Angle and the Main Event Mafia then attempted to recruit Team 3D. Team 3D appeared to join the Main Event Mafia but turned face by double crossing the Mafia and jumping them along with TNA Front Line leaders Samoa Joe, A.J. Styles, and Rhino. They also attempted to put former ally Kurt Angle through a table. The Front Line then formed alliances with other wrestlers, primarily Mick Foley, Jeff Jarrett and Abyss. Petey Williams, however, was released from TNA, thus removing him from the alliance. ODB was with the Front Line when it first formed. She joined to feud with Sharmell of the Main Event Mafia. She has not been a Front Line member since she paired up with Cody Deaner. While the group's stand remained active in TNA, their status was in question. Only Mick Foley, Jeff Jarrett, and A.J. Styles were still involved in feuds with the Main Event Mafia. All the other members had since become involved in different storylines. The Frontline name was rarely if ever mentioned for a continuous period of months. Eventually, Samoa Joe turned on his friends by helping Kurt Angle reclaim the TNA World Heavyweight Championship at Slammiversary, joining the Main Event Mafia in the process. On the July 23, 2009, episode of Impact!, A.J. Styles, Daniels, Robert Roode, James Storm, and Eric Young regrouped as the TNA Originals. During their 10-man tag team match against The British Invasion, Kiyoshi, and Sheik Abdul Bashir, Young turned against his teammates by attacking Styles and aligned himself with their opponents. After the match, Young announced that he joined an alliance with their opponents, dubbing themselves "the World Elite". All the remaining members of the TNA Originals then moved on to separate feuds and story lines and have not appeared together as a team since the emergence of the World Elite.

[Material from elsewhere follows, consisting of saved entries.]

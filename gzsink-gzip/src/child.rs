//! Child writers over `std::io::Write`.

use gzsink_core::traits::ChildWriter;
use std::io::{self, Write};

/// Adapts any `std::io::Write` into a [`ChildWriter`].
///
/// `write` hands the whole slice to `write_all`, so the accepted count is
/// always the full length or an error. `destroy` flushes the writer; the
/// writer itself is dropped with the adapter.
#[derive(Debug)]
pub struct IoChild<W: Write> {
    inner: W,
    destroyed: bool,
}

impl<W: Write> IoChild<W> {
    /// Wrap a writer.
    pub fn new(inner: W) -> Self {
        Self {
            inner,
            destroyed: false,
        }
    }

    /// Borrow the wrapped writer.
    pub fn get_ref(&self) -> &W {
        &self.inner
    }

    /// Unwrap the writer.
    pub fn into_inner(self) -> W {
        self.inner
    }

    /// Whether `destroy` has run.
    pub fn is_destroyed(&self) -> bool {
        self.destroyed
    }
}

impl<W: Write> ChildWriter for IoChild<W> {
    fn write(&mut self, buf: &[u8]) -> io::Result<usize> {
        if self.destroyed {
            return Err(io::Error::new(
                io::ErrorKind::BrokenPipe,
                "child writer already destroyed",
            ));
        }
        self.inner.write_all(buf)?;
        Ok(buf.len())
    }

    fn destroy(&mut self) -> io::Result<()> {
        if self.destroyed {
            return Ok(());
        }
        self.destroyed = true;
        self.inner.flush()
    }
}
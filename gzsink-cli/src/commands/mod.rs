//! Command implementations for the GzSink CLI.

pub mod compress;
pub mod inspect;

pub use compress::{CompressOptions, cmd_compress};
pub use inspect::cmd_inspect;
//! Utility functions for the CLI.

use clap::ValueEnum;
use tracing::Level;
use tracing_subscriber::FmtSubscriber;

/// Verbosity of the diagnostic log written to stderr.
#[derive(Debug, Clone, Copy, PartialEq, Eq, ValueEnum)]
pub enum LogLevel {
    Error,
    Warn,
    Info,
    Debug,
    Trace,
}

impl From<LogLevel> for Level {
    fn from(level: LogLevel) -> Self {
        match level {
            LogLevel::Error => Level::ERROR,
            LogLevel::Warn => Level::WARN,
            LogLevel::Info => Level::INFO,
            LogLevel::Debug => Level::DEBUG,
            LogLevel::Trace => Level::TRACE,
        }
    }
}

/// Install the global tracing subscriber. Logs go to stderr so compressed
/// output on stdout stays clean.
pub fn init_tracing(level: LogLevel) -> Result<(), Box<dyn std::error::Error>> {
    let subscriber = FmtSubscriber::builder()
        .with_max_level(Level::from(level))
        .with_target(true)
        .with_thread_ids(true)
        .with_writer(std::io::stderr)
        .finish();

    tracing::subscriber::set_global_default(subscriber)?;
    Ok(())
}

/// Human-readable byte count.
pub fn format_size(bytes: u64) -> String {
    const UNITS: [&str; 4] = ["B", "KiB", "MiB", "GiB"];
    let mut value = bytes as f64;
    let mut unit = 0;
    while value >= 1024.0 && unit < UNITS.len() - 1 {
        value /= 1024.0;
        unit += 1;
    }
    if unit == 0 {
        format!("{} B", bytes)
    } else {
        format!("{:.1} {}", value, UNITS[unit])
    }
}

/// Space saved, as a percentage of the input.
pub fn compression_ratio(uncompressed: u64, compressed: u64) -> f64 {
    if uncompressed == 0 {
        return 0.0;
    }
    (1.0 - compressed as f64 / uncompressed as f64) * 100.0
}

/// Meaning of a gzip XFL byte.
pub fn describe_xfl(xfl: u8) -> &'static str {
    match xfl {
        2 => "maximum compression",
        4 => "fastest compression",
        0 => "default",
        _ => "unknown",
    }
}

/// Name of a gzip OS byte.
pub fn describe_os(os: u8) -> &'static str {
    match os {
        0 => "FAT",
        3 => "Unix",
        7 => "Macintosh",
        11 => "NTFS",
        255 => "unknown",
        _ => "other",
    }
}

#[cfg(test)]
mod tests {
    use super::*;

    #[test]
    fn test_format_size() {
        assert_eq!(format_size(512), "512 B");
        assert_eq!(format_size(2048), "2.0 KiB");
        assert_eq!(format_size(3 * 1024 * 1024 / 2), "1.5 MiB");
    }

    #[test]
    fn test_compression_ratio() {
        assert_eq!(compression_ratio(0, 20), 0.0);
        assert!((compression_ratio(200, 50) - 75.0).abs() < f64::EPSILON);
    }

    #[test]
    fn test_descriptions() {
        assert_eq!(describe_xfl(2), "maximum compression");
        assert_eq!(describe_os(3), "Unix");
        assert_eq!(Level::from(LogLevel::Debug), Level::DEBUG);
    }
}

Through most of 2010 and 2011, Styles, Roode, and Storm, as well as Kazarian, joined at differing points by others including Christopher Daniels, became the stable Fortune, whose character purpose was similar to the Originals, fighting as the young guys facing the more established stars.

== Championships and accomplishments ==
- New Japan Pro-Wrestling
  - IWGP Tag Team Championship (1 time) – Team 3D (Brother Ray and Brother Devon)
  - IWGP Junior Heavyweight Tag Team Championship (1 time) – The Motor City Machine Guns (Chris Sabin and Alex Shelley)
- Total Nonstop Action Wrestling
  - TNA Legends Championship (1 time) – A.J. Styles
  - TNA X Division Championship (2 times) – Eric Young (1) and Alex Shelley (1)
  - TNA World Tag Team Championship (1 time) – Jay Lethal and Consequences Creed

== Reception ==
In 2008, the Baltimore Sun argued that the TNA Originals feud with the Main Event Mafia was "about as compelling as the basketball rivalry between the Harlem Globetrotters and the Washington Generals". Editor Kevin Eck suggested that while "A victory by a TNA Original over a MEM member would be a bigger upset than if the winless Detroit Lions knocked off the unbeaten Tennessee Titans on Thanksgiving", it was unclear that fans would care.

== See also ==
- Main Event Mafia
- The New Blood
- Sports Entertainment Xtreme
- Fortune (professional wrestling)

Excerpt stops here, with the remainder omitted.